---------- Recorded information ----------
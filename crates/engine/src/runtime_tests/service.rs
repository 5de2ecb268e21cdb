use super::{builder, manager, WAIT};
use crate::job::Job;
use crate::testing::TestJob;
use drover_core::{JobState, RunPolicy, StaticGate};
use std::sync::atomic::{AtomicU32, Ordering};
use std::sync::Arc;
use std::time::Duration;

#[tokio::test(start_paused = true)]
async fn successful_job_reports_result() {
    let manager = manager();
    let observer = manager.submit(Job::new(TestJob::succeeding("X").build())).await.unwrap();

    assert_eq!(observer.wait_for_terminal_state(WAIT).await, JobState::Succeeded);
    assert_eq!(observer.result(), Some(serde_json::json!("X")));
    manager.shutdown().await;
}

#[tokio::test(start_paused = true)]
async fn wait_until_added_fires_on_enqueue() {
    let manager = manager();
    let observer = manager
        .submit(Job::new(
            TestJob::builder()
                .policy(RunPolicy::builder().initial_delay(Duration::from_secs(3600)).build())
                .build(),
        ))
        .await
        .unwrap();

    let state = observer.wait_until_added(WAIT).await;
    assert_ne!(state, JobState::New);
    manager.shutdown().await;
}

#[tokio::test(start_paused = true)]
async fn failing_attempts_retry_until_success() {
    let attempts = Arc::new(AtomicU32::new(0));
    let work_attempts = attempts.clone();
    let handler = TestJob::builder()
        .policy(
            RunPolicy::builder()
                .max_attempts(5)
                .retry_delay(Duration::from_millis(100))
                .build(),
        )
        .work(move || {
            let attempts = work_attempts.clone();
            async move {
                if attempts.fetch_add(1, Ordering::SeqCst) < 2 {
                    Ok(JobState::Ready)
                } else {
                    Ok(JobState::Succeeded)
                }
            }
        })
        .result("eventually")
        .build();

    let manager = manager();
    let observer = manager.submit(Job::new(handler)).await.unwrap();
    assert_eq!(observer.wait_for_terminal_state(WAIT).await, JobState::Succeeded);
    assert_eq!(attempts.load(Ordering::SeqCst), 3);
    manager.shutdown().await;
}

#[tokio::test(start_paused = true)]
async fn exhausted_retries_fault_with_message() {
    let handler = TestJob::builder()
        .policy(
            RunPolicy::builder().max_attempts(2).retry_delay(Duration::from_millis(50)).build(),
        )
        .work(|| async { Ok(JobState::Ready) })
        .build();

    let manager = manager();
    let observer = manager.submit(Job::new(handler)).await.unwrap();
    assert_eq!(observer.wait_for_terminal_state(WAIT).await, JobState::Faulted);
    assert_eq!(observer.state_message().as_deref(), Some("no more retries"));
    manager.shutdown().await;
}

#[tokio::test(start_paused = true)]
async fn work_error_faults_without_retry() {
    let attempts = Arc::new(AtomicU32::new(0));
    let work_attempts = attempts.clone();
    let handler = TestJob::builder()
        .work(move || {
            let attempts = work_attempts.clone();
            async move {
                attempts.fetch_add(1, Ordering::SeqCst);
                anyhow::bail!("disk on fire")
            }
        })
        .build();

    let manager = manager();
    let observer = manager.submit(Job::new(handler)).await.unwrap();
    assert_eq!(observer.wait_for_terminal_state(WAIT).await, JobState::Faulted);
    assert_eq!(observer.state_message().as_deref(), Some("disk on fire"));
    assert_eq!(attempts.load(Ordering::SeqCst), 1);
    manager.shutdown().await;
}

#[tokio::test(start_paused = true)]
async fn succeeded_without_result_faults() {
    let handler = TestJob::builder().no_result().work(|| async { Ok(JobState::Succeeded) }).build();

    let manager = manager();
    let observer = manager.submit(Job::new(handler)).await.unwrap();
    assert_eq!(observer.wait_for_terminal_state(WAIT).await, JobState::Faulted);
    assert_eq!(observer.state_message().as_deref(), Some("produced no result"));
    manager.shutdown().await;
}

#[tokio::test(start_paused = true)]
async fn on_added_returning_new_faults() {
    let handler = TestJob::builder().on_added(|_| Ok(JobState::New)).build();

    let manager = manager();
    let observer = manager.submit(Job::new(handler)).await.unwrap();
    assert_eq!(observer.wait_for_terminal_state(WAIT).await, JobState::Faulted);
    manager.shutdown().await;
}

#[tokio::test(start_paused = true)]
async fn on_added_terminal_short_circuits() {
    let worked = Arc::new(AtomicU32::new(0));
    let work_count = worked.clone();
    let handler = TestJob::builder()
        .on_added(|_| Ok(JobState::Canceled))
        .work(move || {
            let worked = work_count.clone();
            async move {
                worked.fetch_add(1, Ordering::SeqCst);
                Ok(JobState::Succeeded)
            }
        })
        .build();

    let manager = manager();
    let observer = manager.submit(Job::new(handler)).await.unwrap();
    assert_eq!(observer.wait_for_terminal_state(WAIT).await, JobState::Canceled);
    assert_eq!(worked.load(Ordering::SeqCst), 0);
    manager.shutdown().await;
}

#[tokio::test(start_paused = true)]
async fn gating_condition_blocks_until_open() {
    let gate = Arc::new(StaticGate::new(false, "waiting for network"));
    let handler = TestJob::succeeding("online")
        .policy(RunPolicy::builder().gating_condition_arc(gate.clone()).build())
        .build();

    let manager = manager();
    let observer = manager.submit(Job::new(handler)).await.unwrap();

    // Gate closed: the job parks in Wait with the gate's message.
    tokio::time::sleep(Duration::from_secs(2)).await;
    assert_eq!(observer.state(), JobState::Wait);
    assert_eq!(observer.state_message().as_deref(), Some("waiting for network"));

    gate.set_open(true);
    assert_eq!(observer.wait_for_terminal_state(WAIT).await, JobState::Succeeded);
    manager.shutdown().await;
}

#[tokio::test(start_paused = true)]
async fn job_timeout_faults_waiting_job() {
    let gate = Arc::new(StaticGate::new(false, "never"));
    let handler = TestJob::builder()
        .policy(
            RunPolicy::builder()
                .job_timeout(Duration::from_secs(5))
                .gating_condition_arc(gate)
                .build(),
        )
        .build();

    let manager = manager();
    let observer = manager.submit(Job::new(handler)).await.unwrap();
    assert_eq!(observer.wait_for_terminal_state(WAIT).await, JobState::Faulted);
    assert_eq!(observer.state_message().as_deref(), Some("timed out"));
    manager.shutdown().await;
}

#[tokio::test(start_paused = true)]
async fn attempt_timeout_recycles_hung_worker() {
    let attempts = Arc::new(AtomicU32::new(0));
    let work_attempts = attempts.clone();
    let handler = TestJob::builder()
        .policy(
            RunPolicy::builder()
                .max_attempts(3)
                .attempt_timeout(Duration::from_millis(200))
                .retry_delay(Duration::from_millis(50))
                .build(),
        )
        .work(move || {
            let attempts = work_attempts.clone();
            async move {
                if attempts.fetch_add(1, Ordering::SeqCst) == 0 {
                    // Hang well past the attempt timeout.
                    tokio::time::sleep(Duration::from_secs(3600)).await;
                }
                Ok(JobState::Succeeded)
            }
        })
        .result("second wind")
        .build();

    let manager = manager();
    let observer = manager.submit(Job::new(handler)).await.unwrap();
    assert_eq!(observer.wait_for_terminal_state(WAIT).await, JobState::Succeeded);
    assert_eq!(attempts.load(Ordering::SeqCst), 2);
    manager.shutdown().await;
}

#[tokio::test(start_paused = true)]
async fn busy_continuation_completes_via_request_state() {
    let handler = TestJob::builder()
        .work(|| async { Ok(JobState::Busy) })
        .result("async done")
        .build();

    let manager = manager();
    let observer = manager.submit(Job::new(handler)).await.unwrap();

    // Let the job settle into its asynchronous Busy phase.
    tokio::time::sleep(Duration::from_secs(1)).await;
    assert_eq!(observer.state(), JobState::Busy);

    let state = observer.request_state(JobState::Succeeded).await.unwrap();
    assert_eq!(state, JobState::Succeeded);
    assert_eq!(observer.result(), Some(serde_json::json!("async done")));
    manager.shutdown().await;
}

#[tokio::test(start_paused = true)]
async fn cancel_is_idempotent_and_rolls_back_once() {
    let rollbacks = Arc::new(AtomicU32::new(0));
    let rollback_count = rollbacks.clone();
    let handler = TestJob::builder()
        .work(|| async {
            tokio::time::sleep(Duration::from_secs(3600)).await;
            Ok(JobState::Succeeded)
        })
        .rollback(move || {
            rollback_count.fetch_add(1, Ordering::SeqCst);
        })
        .build();

    let manager = manager();
    let observer = manager.submit(Job::new(handler)).await.unwrap();
    tokio::time::sleep(Duration::from_secs(1)).await;
    assert_eq!(observer.state(), JobState::Busy);

    observer.cancel().await;
    observer.cancel().await;
    assert_eq!(observer.wait_for_terminal_state(WAIT).await, JobState::Canceled);
    assert_eq!(rollbacks.load(Ordering::SeqCst), 1);

    // After cancellation, non-canceled requests are rejected.
    assert!(observer.request_state(JobState::Ready).await.is_err());
    manager.shutdown().await;
}

#[tokio::test(start_paused = true)]
async fn cancel_after_success_is_a_no_op() {
    let manager = manager();
    let observer = manager.submit(Job::new(TestJob::succeeding("X").build())).await.unwrap();
    assert_eq!(observer.wait_for_terminal_state(WAIT).await, JobState::Succeeded);

    observer.cancel().await;
    assert_eq!(observer.state(), JobState::Succeeded);
    manager.shutdown().await;
}

#[tokio::test(start_paused = true)]
async fn subscribe_sees_terminal_update() {
    let (update_tx, mut update_rx) = tokio::sync::mpsc::unbounded_channel();
    let manager = manager();
    let observer = manager.submit(Job::new(TestJob::succeeding("X").build())).await.unwrap();
    observer.subscribe(move |update| {
        let _ = update_tx.send(update);
    });
    observer.wait_for_terminal_state(WAIT).await;

    let mut saw_terminal = false;
    while let Ok(update) = update_rx.try_recv() {
        assert_eq!(update.key, crate::observer::KEY_STATE_CHANGE);
        if update.state == JobState::Succeeded {
            saw_terminal = true;
        }
    }
    assert!(saw_terminal);
    manager.shutdown().await;
}

#[tokio::test(start_paused = true)]
async fn subscribe_on_complete_fires_once_with_result() {
    let (done_tx, done_rx) = tokio::sync::oneshot::channel();
    let manager = manager();
    let observer = manager.submit(Job::new(TestJob::succeeding("X").build())).await.unwrap();
    observer.subscribe_on_complete(move |observed| {
        let _ = done_tx.send(observed);
    });

    let observed = tokio::time::timeout(WAIT, done_rx).await.unwrap().unwrap();
    assert_eq!(observed.state, JobState::Succeeded);
    assert_eq!(observed.result, Some(serde_json::json!("X")));
    manager.shutdown().await;
}

#[tokio::test(start_paused = true)]
async fn custom_clock_and_worker_cap_apply() {
    // A pool of one still finishes many jobs; this exercises permit reuse.
    let manager = builder().worker_cap(1).build();
    let mut observers = Vec::new();
    for i in 0..8 {
        let observer =
            manager.submit(Job::new(TestJob::succeeding(format!("r{i}")).build())).await.unwrap();
        observers.push(observer);
    }
    for (i, observer) in observers.iter().enumerate() {
        assert_eq!(observer.wait_for_terminal_state(WAIT).await, JobState::Succeeded);
        assert_eq!(observer.result(), Some(serde_json::json!(format!("r{i}"))));
    }
    manager.shutdown().await;
}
----------
All lines above holding the word "rollbacks" make up the answer; copy each one.

    let rollbacks = Arc::new(AtomicU32::new(0));
    let rollback_count = rollbacks.clone();
    assert_eq!(rollbacks.load(Ordering::SeqCst), 1);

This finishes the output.